Kementerian Kesehatan (Kemenkes RI) mengonfirmasi bahwa seorang warga negara asing (WNA) yang tinggal di Jakarta Pusat dinyatakan negatif hantavirus setelah menjalani pemeriksaan spesimen pada 9 Mei 2026. Penelusuran ini dilakukan usai pria berusia 60 tahun tersebut teridentifikasi sebagai kontak erat klaster kapal pesiar MV Hondius.
Langkah evakuasi ke Rumah Sakit Penyakit Infeksi (RSPI) Sulianti Saroso diambil sebagai bentuk kewaspadaan meski yang bersangkutan tidak menunjukkan gejala. Dilansir dari Detik Health, pria tersebut sempat berada dalam satu hotel dan penerbangan yang sama dengan pasien meninggal dunia saat transit di St. Helena pada 24 April 2026.
Direktur Jenderal Pencegahan dan Pengendalian Penyakit (P2P) Kemenkes RI, Andi Saguni, menjelaskan bahwa koordinasi lintas sektor dilakukan segera setelah menerima notifikasi dari otoritas kesehatan Inggris. Tim medis kemudian melakukan penyelidikan epidemiologi untuk memitigasi risiko penyebaran virus di Indonesia.

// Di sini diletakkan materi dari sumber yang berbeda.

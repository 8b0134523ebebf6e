//! ragdemo server binary.
//!
//! Usage:
//!   ragdemo --config ragdemo.toml
//!   ragdemo --port 8080 --bind 0.0.0.0
//!
//! # Environment Variables
//!
//! - `RAGDEMO_CONFIG` - Path to the TOML config file
//! - `RAGDEMO_PORT` - Port to listen on (default: 8080)
//! - `RAGDEMO_BIND_ADDR` - Server bind address (default: 127.0.0.1)
//! - `OPENAI_API_KEY` - Key for the `openai` chat provider

use std::net::{IpAddr, SocketAddr};
use std::path::PathBuf;
use std::sync::Arc;

use clap::Parser;
use ragdemo_api::{AppConfig, AppState, serve};
use tracing_subscriber::{layer::SubscriberExt, util::SubscriberInitExt};

#[derive(Parser)]
#[command(name = "ragdemo")]
#[command(about = "Serve the numbered retrieval-augmented generation demos")]
#[command(version)]
struct Args {
    /// Path to a TOML config file
    #[arg(long, short, env = "RAGDEMO_CONFIG")]
    config: Option<PathBuf>,

    /// Port to listen on
    #[arg(long, short, env = "RAGDEMO_PORT", default_value_t = 8080)]
    port: u16,

    /// Bind address
    #[arg(long, short, env = "RAGDEMO_BIND_ADDR", default_value = "127.0.0.1")]
    bind: String,
}

#[tokio::main]
async fn main() -> anyhow::Result<()> {
    tracing_subscriber::registry()
        .with(
            tracing_subscriber::EnvFilter::try_from_default_env()
                .unwrap_or_else(|_| "info,ragdemo_api=debug,tower_http=debug".into()),
        )
        .with(tracing_subscriber::fmt::layer())
        .init();

    let args = Args::parse();

    if args.bind == "0.0.0.0" {
        tracing::warn!(
            "Server binding to 0.0.0.0 exposes the demo endpoints to all network interfaces. \
             Demo 9 deletes every stored embedding."
        );
    }

    let config = if let Some(path) = &args.config {
        tracing::info!(path = %path.display(), "Loading configuration");
        AppConfig::from_file(path)?
    } else {
        tracing::info!("Using default configuration");
        AppConfig::default()
    }
    .with_env();

    let state = AppState::new(config)?;

    // Requests retry the load, so a failure here is not fatal.
    if let Err(e) = state.embedder.warmup().await {
        tracing::warn!(error = %e, "Embedding model warmup failed");
    }

    let ip: IpAddr = args.bind.parse()?;
    let addr = SocketAddr::new(ip, args.port);
    serve(Arc::new(state), addr).await?;

    Ok(())
}
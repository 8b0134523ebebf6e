//! Durable vector store on an embedded SQLite database.
//!
//! Embeddings are stored as little-endian `f32` blobs and scanned in insertion
//! order on every search, which keeps ranking identical to the in-memory store.

use std::path::Path;
use std::sync::Arc;

use async_trait::async_trait;
use parking_lot::Mutex;
use ragdemo_common::{Embedding, Metadata, RagError, Result, TextSegment};
use rusqlite::{Connection, OptionalExtension, params};
use tokio::task;
use tracing::{debug, info, instrument};
use uuid::Uuid;

use crate::store::{VectorStore, check_batch, check_dimension, rank};
use crate::types::{CreateOption, EmbeddingMatch, SearchRequest, StoreConfig};

pub struct SqliteVectorStore {
    conn: Arc<Mutex<Connection>>,
    table: Arc<str>,
    dimension: usize,
}

fn store_err(e: rusqlite::Error) -> RagError {
    RagError::Store(e.to_string())
}

fn validate_table_name(table: &str) -> Result<()> {
    let valid = !table.is_empty()
        && table
            .chars()
            .next()
            .is_some_and(|c| c.is_ascii_alphabetic() || c == '_')
        && table.chars().all(|c| c.is_ascii_alphanumeric() || c == '_');
    if !valid {
        return Err(RagError::Config(format!("Invalid table name: '{table}'")));
    }
    Ok(())
}

fn encode_vector(embedding: &Embedding) -> Vec<u8> {
    embedding
        .vector()
        .iter()
        .flat_map(|v| v.to_le_bytes())
        .collect()
}

fn decode_vector(bytes: &[u8], dimension: usize) -> Result<Embedding> {
    if bytes.len() % 4 != 0 {
        return Err(RagError::Store(format!(
            "Corrupt embedding blob of {} bytes",
            bytes.len()
        )));
    }
    let vector: Vec<f32> = bytes
        .chunks_exact(4)
        .map(|c| f32::from_le_bytes([c[0], c[1], c[2], c[3]]))
        .collect();
    if vector.len() != dimension {
        return Err(RagError::DimensionMismatch {
            expected: dimension,
            actual: vector.len(),
        });
    }
    Ok(Embedding::new(vector))
}

fn create_table(conn: &Connection, table: &str, if_not_exists: bool) -> rusqlite::Result<()> {
    let guard = if if_not_exists { "IF NOT EXISTS " } else { "" };
    conn.execute(
        &format!(
            "CREATE TABLE {guard}{table} (
                seq INTEGER PRIMARY KEY AUTOINCREMENT,
                id TEXT NOT NULL UNIQUE,
                text TEXT NOT NULL,
                metadata TEXT NOT NULL DEFAULT '{{}}',
                embedding BLOB NOT NULL
            )"
        ),
        [],
    )?;
    Ok(())
}

fn table_exists(conn: &Connection, table: &str) -> rusqlite::Result<bool> {
    let count: i64 = conn.query_row(
        "SELECT COUNT(*) FROM sqlite_master WHERE type = 'table' AND name = ?1",
        params![table],
        |row| row.get(0),
    )?;
    Ok(count > 0)
}

impl SqliteVectorStore {
    /// Opens (or creates) the database at `config.db_path`.
    pub fn open(config: &StoreConfig, dimension: usize) -> Result<Self> {
        Self::open_at(&config.db_path, &config.table, config.create_option, dimension)
    }

    pub fn open_at(
        db_path: &Path,
        table: &str,
        create_option: CreateOption,
        dimension: usize,
    ) -> Result<Self> {
        validate_table_name(table)?;
        if dimension == 0 {
            return Err(RagError::Config("embedding dimension must be positive".into()));
        }

        if let Some(parent) = db_path.parent() {
            std::fs::create_dir_all(parent)?;
        }

        info!(
            db_path = %db_path.display(),
            table = %table,
            create_option = ?create_option,
            "Opening SQLite vector store"
        );

        let conn = Connection::open(db_path).map_err(store_err)?;
        conn.execute_batch(
            "
            PRAGMA journal_mode = WAL;
            PRAGMA synchronous = NORMAL;
            ",
        )
        .map_err(store_err)?;

        match create_option {
            CreateOption::None => {
                if !table_exists(&conn, table).map_err(store_err)? {
                    return Err(RagError::Store(format!("Table '{table}' does not exist")));
                }
            }
            CreateOption::CreateIfNotExists => {
                create_table(&conn, table, true).map_err(store_err)?;
            }
            CreateOption::CreateOrReplace => {
                conn.execute(&format!("DROP TABLE IF EXISTS {table}"), [])
                    .map_err(store_err)?;
                create_table(&conn, table, false).map_err(store_err)?;
            }
        }

        // A reopened table must hold vectors of the configured size
        let sample: Option<Vec<u8>> = conn
            .query_row(
                &format!("SELECT embedding FROM {table} ORDER BY seq LIMIT 1"),
                [],
                |row| row.get(0),
            )
            .optional()
            .map_err(store_err)?;
        if let Some(bytes) = sample {
            decode_vector(&bytes, dimension)?;
        }

        Ok(Self {
            conn: Arc::new(Mutex::new(conn)),
            table: Arc::from(table),
            dimension,
        })
    }

    /// Runs `f` against the connection on the blocking pool.
    async fn with_conn<F, T>(&self, f: F) -> Result<T>
    where
        F: FnOnce(&mut Connection, &str) -> Result<T> + Send + 'static,
        T: Send + 'static,
    {
        let conn = self.conn.clone();
        let table = self.table.clone();
        task::spawn_blocking(move || {
            let mut conn = conn.lock();
            f(&mut conn, &table)
        })
        .await
        .map_err(|e| RagError::Store(format!("Blocking task failed: {e}")))?
    }
}

fn insert(
    conn: &Connection,
    table: &str,
    embedding: &Embedding,
    segment: &TextSegment,
) -> Result<String> {
    let id = Uuid::new_v4().to_string();
    let metadata = serde_json::to_string(segment.metadata())?;
    conn.execute(
        &format!("INSERT INTO {table} (id, text, metadata, embedding) VALUES (?1, ?2, ?3, ?4)"),
        params![id, segment.text(), metadata, encode_vector(embedding)],
    )
    .map_err(store_err)?;
    Ok(id)
}

#[async_trait]
impl VectorStore for SqliteVectorStore {
    #[instrument(skip(self, embedding, segment))]
    async fn add(&self, embedding: Embedding, segment: TextSegment) -> Result<String> {
        check_dimension(self.dimension, &embedding)?;
        let id = self
            .with_conn(move |conn, table| insert(conn, table, &embedding, &segment))
            .await?;
        debug!(id = %id, "Added record");
        Ok(id)
    }

    #[instrument(skip(self, embeddings, segments), fields(count = embeddings.len()))]
    async fn add_all(
        &self,
        embeddings: Vec<Embedding>,
        segments: Vec<TextSegment>,
    ) -> Result<Vec<String>> {
        check_batch(&embeddings, &segments)?;
        for embedding in &embeddings {
            check_dimension(self.dimension, embedding)?;
        }

        self.with_conn(move |conn, table| {
            let tx = conn.transaction().map_err(store_err)?;
            let mut ids = Vec::with_capacity(embeddings.len());
            for (embedding, segment) in embeddings.iter().zip(segments.iter()) {
                ids.push(insert(&tx, table, embedding, segment)?);
            }
            tx.commit().map_err(store_err)?;
            Ok(ids)
        })
        .await
    }

    #[instrument(skip(self, request), fields(max_results = request.max_results))]
    async fn search(&self, request: &SearchRequest) -> Result<Vec<EmbeddingMatch>> {
        check_dimension(self.dimension, &request.query)?;
        let dimension = self.dimension;

        let rows = self
            .with_conn(move |conn, table| {
                let mut stmt = conn
                    .prepare(&format!(
                        "SELECT id, text, metadata, embedding FROM {table} ORDER BY seq"
                    ))
                    .map_err(store_err)?;
                let raw = stmt
                    .query_map([], |row| {
                        Ok((
                            row.get::<_, String>(0)?,
                            row.get::<_, String>(1)?,
                            row.get::<_, String>(2)?,
                            row.get::<_, Vec<u8>>(3)?,
                        ))
                    })
                    .map_err(store_err)?
                    .collect::<rusqlite::Result<Vec<_>>>()
                    .map_err(store_err)?;

                raw.into_iter()
                    .map(|(id, text, metadata, blob)| {
                        let metadata: Metadata = serde_json::from_str(&metadata)?;
                        let embedding = decode_vector(&blob, dimension)?;
                        Ok((id, embedding, TextSegment::with_metadata(text, metadata)))
                    })
                    .collect::<Result<Vec<_>>>()
            })
            .await?;

        let candidates = rows.len();
        let matches = rank(request, rows);
        debug!(candidates, matches = matches.len(), "Searched store");
        Ok(matches)
    }

    #[instrument(skip(self))]
    async fn delete_all(&self) -> Result<u64> {
        let removed = self
            .with_conn(|conn, table| {
                let tx = conn.transaction().map_err(store_err)?;
                let removed = tx
                    .execute(&format!("DELETE FROM {table}"), [])
                    .map_err(store_err)?;
                tx.commit().map_err(store_err)?;
                Ok(removed as u64)
            })
            .await?;
        info!(removed, "Deleted all embeddings");
        Ok(removed)
    }

    async fn count(&self) -> Result<u64> {
        self.with_conn(|conn, table| {
            let count: i64 = conn
                .query_row(&format!("SELECT COUNT(*) FROM {table}"), [], |row| row.get(0))
                .map_err(store_err)?;
            Ok(count as u64)
        })
        .await
    }

    fn dimension(&self) -> usize {
        self.dimension
    }
}
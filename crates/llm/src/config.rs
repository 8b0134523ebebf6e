use std::sync::Arc;
use std::time::Duration;

use ragdemo_common::{RagError, Result};
use serde::{Deserialize, Serialize};
use tracing::info;

use crate::client::LlmClient;
use crate::openai::{OLLAMA_BASE_URL, OPENAI_BASE_URL, OpenAiClient};

#[derive(Debug, Clone, Serialize, Deserialize)]
pub struct LlmConfig {
    /// "ollama" (local) or "openai" (cloud)
    #[serde(default = "default_provider")]
    pub provider: String,
    #[serde(default = "default_model")]
    pub model: String,
    #[serde(default, skip_serializing_if = "Option::is_none")]
    pub api_key: Option<String>,
    #[serde(default, skip_serializing_if = "Option::is_none")]
    pub api_url: Option<String>,
    #[serde(default, skip_serializing_if = "Option::is_none")]
    pub temperature: Option<f32>,
    #[serde(default, skip_serializing_if = "Option::is_none")]
    pub max_tokens: Option<u32>,
    #[serde(default = "default_timeout_ms")]
    pub timeout_ms: u64,
    /// Messages kept by the conversation memory window
    #[serde(default = "default_memory_window")]
    pub memory_window: usize,
}

fn default_provider() -> String {
    "ollama".into()
}

fn default_model() -> String {
    "tinyllama".into()
}

fn default_timeout_ms() -> u64 {
    120_000
}

fn default_memory_window() -> usize {
    20
}

impl Default for LlmConfig {
    fn default() -> Self {
        Self {
            provider: default_provider(),
            model: default_model(),
            api_key: None,
            api_url: None,
            temperature: None,
            max_tokens: None,
            timeout_ms: default_timeout_ms(),
            memory_window: default_memory_window(),
        }
    }
}

pub fn build_llm_client(config: &LlmConfig) -> Result<Arc<dyn LlmClient>> {
    let (base_url, api_key) = match config.provider.as_str() {
        "ollama" => (
            config.api_url.clone().unwrap_or_else(|| OLLAMA_BASE_URL.to_string()),
            config.api_key.clone(),
        ),
        "openai" => {
            let api_key = config.api_key.clone().ok_or_else(|| {
                RagError::Config("OpenAI requires an API key".to_string())
            })?;
            (
                config.api_url.clone().unwrap_or_else(|| OPENAI_BASE_URL.to_string()),
                Some(api_key),
            )
        }
        other => {
            return Err(RagError::Config(format!("Unknown LLM provider: {other}")));
        }
    };

    if config.timeout_ms == 0 {
        return Err(RagError::Config("chat timeout_ms must be positive".to_string()));
    }

    info!(
        provider = %config.provider,
        model = %config.model,
        base_url = %base_url,
        "Building chat model client"
    );

    let client = OpenAiClient::new(Some(base_url), config.model.clone(), api_key)
        .with_sampling(config.temperature, config.max_tokens)
        .with_timeout(Duration::from_millis(config.timeout_ms))?;

    Ok(Arc::new(client))
}

#[cfg(test)]
mod tests {
    use super::*;

    const TOML_CONFIG: &str = r#"
provider = "ollama"
model = "llama3"
api_url = "http://localhost:11434"
temperature = 0.3
timeout_ms = 5000
memory_window = 10
"#;

    #[test]
    fn deserialize_config_from_toml() {
        let config: LlmConfig = toml::from_str(TOML_CONFIG).unwrap();
        assert_eq!(config.provider, "ollama");
        assert_eq!(config.model, "llama3");
        assert_eq!(config.api_url.as_deref(), Some("http://localhost:11434"));
        assert!(config.api_key.is_none());
        assert_eq!(config.temperature, Some(0.3));
        assert_eq!(config.timeout_ms, 5000);
        assert_eq!(config.memory_window, 10);
    }

    #[test]
    fn deserialize_config_defaults() {
        let config: LlmConfig = toml::from_str("").unwrap();
        assert_eq!(config.provider, "ollama");
        assert_eq!(config.model, "tinyllama");
        assert_eq!(config.timeout_ms, 120_000);
        assert_eq!(config.memory_window, 20);
    }

    #[test]
    fn build_ollama_client() {
        let client = build_llm_client(&LlmConfig::default()).unwrap();
        assert_eq!(client.model_name(), "tinyllama");
    }

    #[test]
    fn build_openai_client() {
        let config = LlmConfig {
            provider: "openai".to_string(),
            model: "gpt-4o-mini".to_string(),
            api_key: Some("sk-test".to_string()),
            ..Default::default()
        };
        let client = build_llm_client(&config).unwrap();
        assert_eq!(client.model_name(), "gpt-4o-mini");
    }

    #[test]
    fn build_openai_without_key_fails() {
        let config = LlmConfig {
            provider: "openai".to_string(),
            ..Default::default()
        };
        assert!(matches!(build_llm_client(&config), Err(RagError::Config(_))));
    }

    #[test]
    fn build_unknown_provider_fails() {
        let config = LlmConfig {
            provider: "gemini".to_string(),
            ..Default::default()
        };
        assert!(build_llm_client(&config).is_err());
    }

    #[test]
    fn zero_timeout_is_rejected() {
        let config = LlmConfig {
            timeout_ms: 0,
            ..Default::default()
        };
        assert!(build_llm_client(&config).is_err());
    }
}
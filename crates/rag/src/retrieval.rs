//! Content retrieval from an embedding store.

use std::sync::Arc;

use ragdemo_common::{RagError, Result};
use ragdemo_store::{Embedder, EmbeddingMatch, SearchRequest, VectorStore};
use serde::{Deserialize, Serialize};
use tracing::{debug, instrument};

#[derive(Debug, Clone, Serialize, Deserialize)]
#[serde(default)]
pub struct RetrievalConfig {
    pub max_results: usize,
    /// Relevance floor in `[0, 1]`
    pub min_score: f32,
}

impl Default for RetrievalConfig {
    fn default() -> Self {
        Self {
            max_results: 3,
            min_score: 0.0,
        }
    }
}

/// Embeds a query and returns the closest stored segments.
pub struct EmbeddingStoreContentRetriever {
    embedder: Arc<dyn Embedder>,
    store: Arc<dyn VectorStore>,
    max_results: usize,
    min_score: f32,
}

impl EmbeddingStoreContentRetriever {
    pub fn new(
        embedder: Arc<dyn Embedder>,
        store: Arc<dyn VectorStore>,
        config: &RetrievalConfig,
    ) -> Result<Self> {
        if config.max_results == 0 {
            return Err(RagError::Config("max_results must be positive".into()));
        }
        if !(0.0..=1.0).contains(&config.min_score) {
            return Err(RagError::Config(format!(
                "min_score must be within [0, 1], got {}",
                config.min_score
            )));
        }
        Ok(Self {
            embedder,
            store,
            max_results: config.max_results,
            min_score: config.min_score,
        })
    }

    pub fn max_results(&self) -> usize {
        self.max_results
    }

    #[instrument(skip(self))]
    pub async fn retrieve(&self, query: &str) -> Result<Vec<EmbeddingMatch>> {
        let embedding = self.embedder.embed(query).await?;
        let request =
            SearchRequest::new(embedding, self.max_results).with_min_score(self.min_score);
        let matches = self.store.search(&request).await?;
        debug!(found = matches.len(), "Retrieved content");
        Ok(matches)
    }
}
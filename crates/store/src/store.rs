//! Vector store abstraction and the in-memory implementation.

use async_trait::async_trait;
use ragdemo_common::{Embedding, RagError, Result, TextSegment};
use tokio::sync::RwLock;
use tracing::{debug, instrument};
use uuid::Uuid;

use crate::types::{EmbeddingMatch, SearchRequest};

/// Persists (embedding, segment) pairs and answers nearest-neighbour queries.
#[async_trait]
pub trait VectorStore: Send + Sync {
    /// Appends a record and returns its newly assigned id.
    async fn add(&self, embedding: Embedding, segment: TextSegment) -> Result<String>;

    /// Appends records pairwise. Lengths must match.
    async fn add_all(
        &self,
        embeddings: Vec<Embedding>,
        segments: Vec<TextSegment>,
    ) -> Result<Vec<String>>;

    /// Up to `max_results` records, most relevant first. Ties keep insertion order.
    async fn search(&self, request: &SearchRequest) -> Result<Vec<EmbeddingMatch>>;

    /// Removes every record, returning how many were removed.
    async fn delete_all(&self) -> Result<u64>;

    async fn count(&self) -> Result<u64>;

    /// Dimensionality every stored embedding must have.
    fn dimension(&self) -> usize;
}

pub(crate) fn check_dimension(expected: usize, embedding: &Embedding) -> Result<()> {
    if embedding.dimension() != expected {
        return Err(RagError::DimensionMismatch {
            expected,
            actual: embedding.dimension(),
        });
    }
    Ok(())
}

pub(crate) fn check_batch(embeddings: &[Embedding], segments: &[TextSegment]) -> Result<()> {
    if embeddings.len() != segments.len() {
        return Err(RagError::Store(format!(
            "{} embeddings supplied for {} segments",
            embeddings.len(),
            segments.len()
        )));
    }
    Ok(())
}

/// Scores candidates (given in insertion order) and keeps the best `max_results`.
pub(crate) fn rank<I>(request: &SearchRequest, candidates: I) -> Vec<EmbeddingMatch>
where
    I: IntoIterator<Item = (String, Embedding, TextSegment)>,
{
    if request.max_results == 0 {
        return Vec::new();
    }

    let mut matches: Vec<EmbeddingMatch> = candidates
        .into_iter()
        .map(|(id, embedding, segment)| EmbeddingMatch {
            score: request.query.relevance_score(&embedding),
            id,
            embedding,
            segment,
        })
        .filter(|m| m.score >= request.min_score)
        .collect();

    // Stable sort, so equal scores stay in insertion order
    matches.sort_by(|a, b| {
        b.score
            .partial_cmp(&a.score)
            .unwrap_or(std::cmp::Ordering::Equal)
    });
    matches.truncate(request.max_results);
    matches
}

struct Record {
    id: String,
    embedding: Embedding,
    segment: TextSegment,
}

/// Non-durable store holding records in insertion order.
pub struct InMemoryVectorStore {
    dimension: usize,
    records: RwLock<Vec<Record>>,
}

impl InMemoryVectorStore {
    pub fn new(dimension: usize) -> Self {
        Self {
            dimension,
            records: RwLock::new(Vec::new()),
        }
    }
}

#[async_trait]
impl VectorStore for InMemoryVectorStore {
    async fn add(&self, embedding: Embedding, segment: TextSegment) -> Result<String> {
        check_dimension(self.dimension, &embedding)?;
        let id = Uuid::new_v4().to_string();
        debug!(id = %id, "Adding record");
        self.records.write().await.push(Record {
            id: id.clone(),
            embedding,
            segment,
        });
        Ok(id)
    }

    async fn add_all(
        &self,
        embeddings: Vec<Embedding>,
        segments: Vec<TextSegment>,
    ) -> Result<Vec<String>> {
        check_batch(&embeddings, &segments)?;
        for embedding in &embeddings {
            check_dimension(self.dimension, embedding)?;
        }

        let mut records = self.records.write().await;
        let ids: Vec<String> = embeddings
            .into_iter()
            .zip(segments)
            .map(|(embedding, segment)| {
                let id = Uuid::new_v4().to_string();
                records.push(Record {
                    id: id.clone(),
                    embedding,
                    segment,
                });
                id
            })
            .collect();
        debug!(count = ids.len(), "Added records");
        Ok(ids)
    }

    #[instrument(skip(self, request), fields(max_results = request.max_results))]
    async fn search(&self, request: &SearchRequest) -> Result<Vec<EmbeddingMatch>> {
        check_dimension(self.dimension, &request.query)?;
        let records = self.records.read().await;
        let matches = rank(
            request,
            records
                .iter()
                .map(|r| (r.id.clone(), r.embedding.clone(), r.segment.clone())),
        );
        debug!(candidates = records.len(), matches = matches.len(), "Searched store");
        Ok(matches)
    }

    async fn delete_all(&self) -> Result<u64> {
        let mut records = self.records.write().await;
        let removed = records.len() as u64;
        records.clear();
        debug!(removed, "Deleted all records");
        Ok(removed)
    }

    async fn count(&self) -> Result<u64> {
        Ok(self.records.read().await.len() as u64)
    }

    fn dimension(&self) -> usize {
        self.dimension
    }
}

"Respons kami sangat cepat. Begitu mendapatkan notifikasi pada 7 Mei pukul 21.55 WIB, keesokan harinya kami langsung melakukan penyelidikan epidemiologi dan koordinasi lintas sektor," ujar Andi Saguni.
Andi memastikan bahwa WNA yang bekerja di perusahaan asing tersebut telah menjalankan prosedur isolasi secara mandiri sejak tiba di tanah air. Hal ini dilakukan untuk mencegah potensi penularan sebelum hasil laboratorium keluar secara resmi.
"Kontak erat yang dimaksud sudah memiliki pengalaman dan kewaspadan tinggi khususnya terkait Hantavirus, sehingga setelah tiba di indonesia, dan mendapatkan notfikasi dari Inggris, dia karantina mandiri di tempat tinggal dan bekerja WFH," jelas Andi.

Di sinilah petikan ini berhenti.